On Thursday, less than two days after U.S. Immigration and Customs Enforcement (ICE) agent Jaime Zapata was buried in Brownsville, Texas, a Houston police officer was shot twice during a massive crackdown on drug cartels in the U.S. in response to Zapata’s death. A suspect was also shot in the raid on a Houston home. Both men survived, and reports are that veteran officer Nainash Patel's wounds are not life-threatening. According to Chron.com on February 25, authorities made 33 arrests, seizing drugs, cash, and guns.
Special agent in charge of Houston’s ICE/Homeland Security Investigations Robert Rutt indicated that in the national sweep coordinated by the DEA and ICE, dubbed "Operation Bombardier," U.S. authorities are targeting gangsters and cartels across the country. Arrests are also being made in Central America, Colombia, and Brazil, with hundreds more predicted. He explained,
While the murder is personal to ICE, we are arresting transnational gang members and drug traffickers who have links to Mexican cartels because of their criminal activity and not simply out of retaliation.
On February 15, ICE agent Jaime Zapata was killed and his fellow agent Victor Avila wounded when at least two vehicles of gunmen armed with AK-47s ran the agents' Suburban off the highway and opened fire. According to Avila, in the moments before the shooting, the two agents had shouted out that they were U.S. diplomats.
Zapata’s murder has sparked intense emotion from authorities and residents alike. The Zetas cartel is being blamed for the attack. According to Chron.com
, six arrests have resulted already in Mexico with one of the leaders of the Zetas admitting the killing, but claiming the attack was a mistake
. That allegation has yet to be confirmed.
Zapata’s was the first murder of a U.S. agent since the death of DEA agent Enrique ("Kiki") Camarena in 1985. Mike Vigil, a retired international operations director for the DEA, recalled the reason for a similar sweep then:
You immediately have to come forth with a tremendous message that they are not going to get away with it. If they are going to engage in this type of violence, there is going to be hell to pay.
Vigil, now executive director of ManTech International, a global logistics and information technology firm, related the events following Camarena’s death: " We were going full bore.

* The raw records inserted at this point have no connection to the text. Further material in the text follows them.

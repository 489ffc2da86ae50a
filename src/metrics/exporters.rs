// src/metrics/exporters.rs

use crate::error::{AppError, Result};
use axum::{http::StatusCode, response::IntoResponse};
use metrics_exporter_prometheus::{PrometheusBuilder, PrometheusHandle};
use once_cell::sync::OnceCell;
use tracing::{debug, info};

static PROMETHEUS: OnceCell<PrometheusHandle> = OnceCell::new();

/// Installs the Prometheus recorder as the global `metrics` recorder.
/// Calling it again returns the handle installed first.
pub fn install_recorder() -> Result<PrometheusHandle> {
    PROMETHEUS
        .get_or_try_init(|| {
            let handle = PrometheusBuilder::new()
                .install_recorder()
                .map_err(|e| AppError::internal(format!("Failed to install metrics recorder: {e}")))?;
            info!("Prometheus metrics recorder installed");
            Ok(handle)
        })
        .cloned()
}

/// Renders the Prometheus text exposition, or 404 when no recorder is installed.
pub async fn metrics_handler() -> impl IntoResponse {
    debug!("Metrics handler called");
    match PROMETHEUS.get() {
        Some(handle) => (StatusCode::OK, handle.render()),
        None => (StatusCode::NOT_FOUND, "metrics recorder not installed\n".to_string()),
    }
}
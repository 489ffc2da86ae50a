// src/metrics/middleware.rs

use axum::{extract::Request, middleware::Next, response::Response};
use metrics::{counter, histogram};
use std::time::Instant;

pub const HTTP_REQUESTS_TOTAL: &str = "healthd_http_requests_total";
pub const HTTP_REQUEST_DURATION_SECONDS: &str = "healthd_http_request_duration_seconds";

/// Counts probe requests and their latency, labelled by path and status code.
pub async fn metrics_middleware(req: Request, next: Next) -> Response {
    let start = Instant::now();
    let path = req.uri().path().to_string();

    let response = next.run(req).await;
    let status = response.status().as_u16().to_string();

    counter!(HTTP_REQUESTS_TOTAL, "path" => path.clone(), "status" => status).increment(1);
    histogram!(HTTP_REQUEST_DURATION_SECONDS, "path" => path).record(start.elapsed().as_secs_f64());

    response
}
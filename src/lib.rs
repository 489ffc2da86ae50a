// src/lib.rs

pub mod cli;
pub mod config;
pub mod error;
pub mod handlers;
pub mod health;
#[cfg(feature = "metrics")]
pub mod metrics;
pub mod state;

use axum::{
    body::Body,
    http::{HeaderValue, Request as AxumRequest},
    response::IntoResponse,
    Router,
};
use std::{path::PathBuf, time::Duration, time::Instant};
use tower::ServiceBuilder;
use tower_http::timeout::TimeoutLayer;
use tracing::{error, info, info_span, Instrument};
use uuid::Uuid;

pub use config::AppConfig;
pub use error::{AppError, Result};
pub use health::{
    CheckContext, CheckResult, Checker, HealthError, HealthManager, ManagerConfig, Report, Status,
};
pub use state::AppState;

/// Default configuration file, overridden by `--config` or `CONFIG_PATH`.
pub const DEFAULT_CONFIG_PATH: &str = "healthd.yaml";

const REQUEST_TIMEOUT: Duration = Duration::from_secs(30);

/// Builds the probe router for the given state.
pub fn create_router(state: &AppState) -> Router {
    let router = handlers::health_routes(state.manager.clone());

    #[cfg(feature = "metrics")]
    let router = router
        .route("/metrics", axum::routing::get(metrics::metrics_handler))
        .layer(axum::middleware::from_fn(metrics::metrics_middleware));

    router.layer(
        ServiceBuilder::new()
            .layer(axum::middleware::from_fn(trace_requests))
            .layer(TimeoutLayer::new(REQUEST_TIMEOUT)),
    )
}

/// Adds a request id and a tracing span around every request.
async fn trace_requests(
    mut req: AxumRequest<Body>,
    next: axum::middleware::Next,
) -> impl IntoResponse {
    let request_id = Uuid::new_v4();
    let start_time = Instant::now();
    let method = req.method().clone();
    let path = req.uri().path().to_string();

    let span = info_span!(
        "request",
        request_id = %request_id,
        http.method = %method,
        url.path = %path,
    );

    req.extensions_mut().insert(request_id);

    async move {
        let mut response = next.run(req).await;
        let elapsed = start_time.elapsed();

        if let Ok(value) = HeaderValue::from_str(&request_id.to_string()) {
            response.headers_mut().insert("X-Request-ID", value);
        }

        info!(
            http.response.duration = ?elapsed,
            http.status_code = response.status().as_u16(),
            "Finished processing request"
        );

        response
    }
    .instrument(span)
    .await
}

/// Loads configuration, builds the state, starts background checks and returns the router.
pub async fn run(config_path_override: Option<PathBuf>) -> Result<(Router, AppState)> {
    info!("Starting healthd...");

    let app_config = setup_configuration(config_path_override)?;

    let state = AppState::new(&app_config).map_err(|e| {
        error!(error = ?e, "Failed to initialize application state. Exiting.");
        e
    })?;

    state.manager.start(state.shutdown.child_token())?;

    let app = create_router(&state);
    Ok((app, state))
}

/// Resolves the config path, then loads and validates it.
pub fn setup_configuration(config_path_override: Option<PathBuf>) -> Result<AppConfig> {
    let config_path = config_path_override.unwrap_or_else(|| {
        std::env::var("CONFIG_PATH").map_or_else(|_| PathBuf::from(DEFAULT_CONFIG_PATH), PathBuf::from)
    });

    let config_path_display = config_path.display().to_string();
    if config_path.exists() {
        info!(config.path = %config_path_display, "Using configuration file");
    } else {
        info!(config.path = %config_path_display, "Optional configuration file not found. Using defaults and environment variables.");
    }

    let app_config = config::load_config(&config_path).map_err(|e| {
        error!(
            config.path = %config_path_display,
            error = ?e,
            "Failed to load or validate configuration."
        );
        e
    })?;

    let check_names: Vec<&str> = app_config.checks.iter().map(|c| c.name.as_str()).collect();
    info!(
        config.checks.count = app_config.checks.len(),
        config.checks.names = ?check_names,
        server.port = app_config.server.port,
        "Configuration loaded and validated successfully."
    );

    Ok(app_config)
}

The U.S.-Mexico border was largely shut down at one point, and Camarena's killers were hunted across Latin America and Europe."
His sentiments were echoed by Carl Pike, assistant special agent in charge of special operations for the DEA:
We are not just going after Zetas, we are going after all cartels. We want all the cartels to realize this. It is the schoolyard mentality — a bully situation. The cartels have pushed; if you don't push back, you become the victim. U.S. law enforcement is not going to become the victim.
Texas State Representative Michael McCaul, who represents District 10, observed that the sweep was long overdue, adding, "It is a massive undertaking, very dangerous. It is like walking into a snake pit, where these drug dealers and cartel members are."
Mexican national security analyst Raul Benitez complained:
These operations are fine, but they should be happening all the time. What I don't like is that they only launch these types of actions when they attack an American agent.
On the American side, Zapata’s death has rallied forces, and sentiments are running high for the lost ICE agent, with even members of the Obama administration speaking out. White House Drug Policy Director R. Gil Kerlikowske commended agents and officers involved in the sweep:
Today's forceful crackdown demonstrates that the United States will never back down from the threats posed by barbaric criminal organizations that smuggle poisons into our communities and have no regard for innocent human life.
The border, however, still remains no more protected than it was before Zapata’s death.